• **WHAT THE TASK REQUIRES**:
Report each line of the records where "Option" occurs.

• **INPUT FOR THIS TASK**:

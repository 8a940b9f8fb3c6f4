//! Spatiotemporal variance-guided filtering.
//!
//! Three stages per `execute`: temporal reprojection (running means of colour and luminance
//! moments plus a history length), variance estimation (spatial fallback while the history is
//! short) and `atrous_iterations` rounds of an edge-aware à-trous filter. The output of
//! iteration `feedback_tap` becomes next frame's history.

pub mod reference;

use wgpu::CommandEncoder;

use crate::resources::GBufferTargets;
use crate::shader;

const SVGF_SHADER: &str = include_str!(concat!(env!("CARGO_MANIFEST_DIR"), "/shaders/svgf.wgsl"));

pub const SVGF_FORMAT: wgpu::TextureFormat = wgpu::TextureFormat::Rgba16Float;

#[derive(Clone, Debug)]
pub struct SvgfSettings {
    pub atrous_iterations: u32,
    /// Iteration whose output is fed back as history.
    pub feedback_tap: u32,
    /// Kernel radius in taps (2 gives the 5x5 kernel).
    pub atrous_radius: u32,
    /// Minimum blend weight of the current colour.
    pub alpha: f32,
    pub moments_alpha: f32,
    pub phi_color: f32,
    pub phi_normal: f32,
    pub temporal_reprojection: bool,
    pub spatial_variance: bool,
}

impl Default for SvgfSettings {
    fn default() -> Self {
        Self {
            atrous_iterations: 4,
            feedback_tap: 1,
            atrous_radius: 2,
            alpha: 0.05,
            moments_alpha: 0.2,
            phi_color: 10.0,
            phi_normal: 128.0,
            temporal_reprojection: true,
            spatial_variance: true,
        }
    }
}

#[repr(C)]
#[derive(Copy, Clone, bytemuck::Pod, bytemuck::Zeroable)]
struct SvgfParams {
    alpha: f32,
    moments_alpha: f32,
    phi_color: f32,
    phi_normal: f32,
    step_size: u32,
    radius: u32,
    history_valid: u32,
    spatial_variance: u32,
}

struct SvgfTargets {
    illumination: wgpu::Texture,
    moments: wgpu::Texture,
    prev_moments: wgpu::Texture,
    ping: wgpu::Texture,
    pong: wgpu::Texture,
    /// Filtered output of `feedback_tap`, read by next frame's reprojection.
    feedback: wgpu::Texture,
    prev_compact_normal_depth: wgpu::Texture,
    width: u32,
    height: u32,
}

impl SvgfTargets {
    fn new(device: &wgpu::Device, width: u32, height: u32) -> Self {
        let target = |label| shader::render_target(device, label, width, height, 1, SVGF_FORMAT);
        Self {
            illumination: target("svgf_illumination"),
            moments: target("svgf_moments"),
            prev_moments: target("svgf_prev_moments"),
            ping: target("svgf_ping"),
            pong: target("svgf_pong"),
            feedback: target("svgf_feedback"),
            prev_compact_normal_depth: target("svgf_prev_compact_normal_depth"),
            width,
            height,
        }
    }
}

fn view(texture: &wgpu::Texture) -> wgpu::TextureView {
    texture.create_view(&Default::default())
}

fn texture_binding(binding: u32, view: &wgpu::TextureView) -> wgpu::BindGroupEntry<'_> {
    wgpu::BindGroupEntry { binding, resource: wgpu::BindingResource::TextureView(view) }
}

pub struct SvgfPass {
    reprojection_pipeline: wgpu::RenderPipeline,
    reprojection_layout: wgpu::BindGroupLayout,
    variance_pipeline: wgpu::RenderPipeline,
    variance_layout: wgpu::BindGroupLayout,
    atrous_pipeline: wgpu::RenderPipeline,
    atrous_layout: wgpu::BindGroupLayout,
    settings: SvgfSettings,
    targets: Option<SvgfTargets>,
    history_valid: bool,
    label: &'static str,
}

impl SvgfPass {
    /// `label` names this instance in logs and debug groups (one pass per denoised signal).
    pub fn new(device: &wgpu::Device, settings: SvgfSettings, label: &'static str) -> Self {
        let module = shader::create_module(device, "svgf_shader", SVGF_SHADER);
        let params = shader::uniform_entry(0, wgpu::ShaderStages::FRAGMENT, std::mem::size_of::<SvgfParams>() as u64);
        let make_layout = |label, entries: &[wgpu::BindGroupLayoutEntry]| {
            device.create_bind_group_layout(&wgpu::BindGroupLayoutDescriptor { label: Some(label), entries })
        };
        let reprojection_layout = make_layout(
            "svgf_reprojection_layout",
            &[
                params,
                shader::float_texture_entry(1),
                shader::float_texture_entry(2),
                shader::float_texture_entry(3),
                shader::float_texture_entry(4),
                shader::float_texture_entry(5),
                shader::float_texture_entry(6),
            ],
        );
        let variance_layout = make_layout(
            "svgf_variance_layout",
            &[params, shader::float_texture_entry(3), shader::float_texture_entry(7), shader::float_texture_entry(8)],
        );
        let atrous_layout =
            make_layout("svgf_atrous_layout", &[params, shader::float_texture_entry(3), shader::float_texture_entry(9)]);

        let pipeline = |label, layout: &wgpu::BindGroupLayout, entry, targets: &[Option<wgpu::ColorTargetState>]| {
            let pipeline_layout = device.create_pipeline_layout(&wgpu::PipelineLayoutDescriptor {
                label: Some(label),
                bind_group_layouts: &[layout],
                push_constant_ranges: &[],
            });
            shader::fullscreen_pipeline(device, label, &module, &pipeline_layout, entry, targets)
        };
        let one = [Some(wgpu::ColorTargetState::from(SVGF_FORMAT))];
        let two = [Some(wgpu::ColorTargetState::from(SVGF_FORMAT)), Some(wgpu::ColorTargetState::from(SVGF_FORMAT))];
        Self {
            reprojection_pipeline: pipeline("svgf_reprojection", &reprojection_layout, "fs_reprojection", &two),
            variance_pipeline: pipeline("svgf_variance", &variance_layout, "fs_variance", &one),
            atrous_pipeline: pipeline("svgf_atrous", &atrous_layout, "fs_atrous", &one),
            reprojection_layout,
            variance_layout,
            atrous_layout,
            settings,
            targets: None,
            history_valid: false,
            label,
        }
    }

    pub fn settings(&self) -> &SvgfSettings {
        &self.settings
    }

    pub fn settings_mut(&mut self) -> &mut SvgfSettings {
        &mut self.settings
    }

    pub fn set_atrous_iterations(&mut self, iterations: u32) {
        self.settings.atrous_iterations = iterations;
    }

    pub fn set_feedback_tap(&mut self, tap: u32) {
        self.settings.feedback_tap = tap;
    }

    pub fn set_phi(&mut self, phi_color: f32, phi_normal: f32) {
        self.settings.phi_color = phi_color;
        self.settings.phi_normal = phi_normal;
    }

    pub fn set_alpha(&mut self, alpha: f32, moments_alpha: f32) {
        self.settings.alpha = alpha;
        self.settings.moments_alpha = moments_alpha;
    }

    pub fn invalidate_history(&mut self) {
        self.history_valid = false;
    }

    fn ensure_targets(&mut self, device: &wgpu::Device, width: u32, height: u32) {
        if matches!(&self.targets, Some(t) if t.width == width && t.height == height) {
            return;
        }
        log::info!("svgf[{}]: allocating {}x{} targets", self.label, width, height);
        self.targets = Some(SvgfTargets::new(device, width, height));
        self.history_valid = false;
    }

    fn params(&self, step_size: u32, history_valid: bool) -> SvgfParams {
        let s = &self.settings;
        SvgfParams {
            alpha: s.alpha,
            moments_alpha: s.moments_alpha,
            phi_color: s.phi_color,
            phi_normal: s.phi_normal,
            step_size,
            radius: s.atrous_radius,
            history_valid: history_valid as u32,
            spatial_variance: s.spatial_variance as u32,
        }
    }

    /// Denoise `illumination` into `target` (`SVGF_FORMAT`, COPY_DST, G-buffer sized).
    pub fn execute(
        &mut self,
        encoder: &mut CommandEncoder,
        device: &wgpu::Device,
        queue: &wgpu::Queue,
        illumination: &wgpu::TextureView,
        gbuffer: &GBufferTargets,
        target: &wgpu::Texture,
    ) {
        let (width, height) = (gbuffer.width(), gbuffer.height());
        self.ensure_targets(device, width, height);
        let history_valid = self.history_valid && self.settings.temporal_reprojection;
        let Some(t) = &self.targets else {
            return;
        };
        let motion = gbuffer.motion_view();
        let compact = gbuffer.compact_normal_depth_view();

        let ubuf = shader::write_uniform(device, queue, "svgf_reprojection_params", &self.params(1, history_valid));
        let (prev_compact, feedback, prev_moments) = (view(&t.prev_compact_normal_depth), view(&t.feedback), view(&t.prev_moments));
        let bg = device.create_bind_group(&wgpu::BindGroupDescriptor {
            label: Some("svgf_reprojection_bind_group"),
            layout: &self.reprojection_layout,
            entries: &[
                wgpu::BindGroupEntry { binding: 0, resource: ubuf.as_entire_binding() },
                texture_binding(1, illumination),
                texture_binding(2, &motion),
                texture_binding(3, &compact),
                texture_binding(4, &prev_compact),
                texture_binding(5, &feedback),
                texture_binding(6, &prev_moments),
            ],
        });
        let (illum_view, moments_view) = (view(&t.illumination), view(&t.moments));
        shader::draw_fullscreen_mrt(
            encoder,
            "svgf_reprojection",
            &self.reprojection_pipeline,
            &bg,
            &[
                shader::clear_attachment(&illum_view, wgpu::Color::TRANSPARENT),
                shader::clear_attachment(&moments_view, wgpu::Color::TRANSPARENT),
            ],
        );

        let ubuf = shader::write_uniform(device, queue, "svgf_variance_params", &self.params(1, history_valid));
        let bg = device.create_bind_group(&wgpu::BindGroupDescriptor {
            label: Some("svgf_variance_bind_group"),
            layout: &self.variance_layout,
            entries: &[
                wgpu::BindGroupEntry { binding: 0, resource: ubuf.as_entire_binding() },
                texture_binding(3, &compact),
                texture_binding(7, &illum_view),
                texture_binding(8, &moments_view),
            ],
        });
        shader::draw_fullscreen(
            encoder,
            "svgf_variance",
            &self.variance_pipeline,
            &bg,
            &view(&t.ping),
            wgpu::LoadOp::Clear(wgpu::Color::TRANSPARENT),
        );

        let extent = wgpu::Extent3d { width, height, depth_or_array_layers: 1 };
        let (mut src, mut dst) = (&t.ping, &t.pong);
        let mut fed_back = false;
        for i in 0..self.settings.atrous_iterations {
            let ubuf = shader::write_uniform(device, queue, "svgf_atrous_params", &self.params(1 << i, history_valid));
            let src_view = view(src);
            let bg = device.create_bind_group(&wgpu::BindGroupDescriptor {
                label: Some("svgf_atrous_bind_group"),
                layout: &self.atrous_layout,
                entries: &[
                    wgpu::BindGroupEntry { binding: 0, resource: ubuf.as_entire_binding() },
                    texture_binding(3, &compact),
                    texture_binding(9, &src_view),
                ],
            });
            shader::draw_fullscreen(
                encoder,
                "svgf_atrous",
                &self.atrous_pipeline,
                &bg,
                &view(dst),
                wgpu::LoadOp::Clear(wgpu::Color::TRANSPARENT),
            );
            if i == self.settings.feedback_tap {
                encoder.copy_texture_to_texture(dst.as_image_copy(), t.feedback.as_image_copy(), extent);
                fed_back = true;
            }
            std::mem::swap(&mut src, &mut dst);
        }
        if !fed_back {
            encoder.copy_texture_to_texture(src.as_image_copy(), t.feedback.as_image_copy(), extent);
        }
        encoder.copy_texture_to_texture(src.as_image_copy(), target.as_image_copy(), extent);
        encoder.copy_texture_to_texture(t.moments.as_image_copy(), t.prev_moments.as_image_copy(), extent);
        encoder.copy_texture_to_texture(
            gbuffer.compact_normal_depth.as_image_copy(),
            t.prev_compact_normal_depth.as_image_copy(),
            extent,
        );
        self.history_valid = true;
    }
}

#[cfg(test)]
mod tests {
    use super::*;

    #[test]
    fn defaults_match_documented_tunables() {
        let s = SvgfSettings::default();
        assert_eq!((s.atrous_iterations, s.feedback_tap, s.atrous_radius), (4, 1, 2));
        assert_eq!((s.alpha, s.moments_alpha), (0.05, 0.2));
        assert_eq!((s.phi_color, s.phi_normal), (10.0, 128.0));
        assert!(s.temporal_reprojection && s.spatial_variance);
    }

    #[test]
    fn params_are_uniform_aligned() {
        assert_eq!(std::mem::size_of::<SvgfParams>(), 32);
    }
}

• **TASK RESULT**:
    targets: Option<SvgfTargets>,
        let pipeline = |label, layout: &wgpu::BindGroupLayout, entry, targets: &[Option<wgpu::ColorTargetState>]| {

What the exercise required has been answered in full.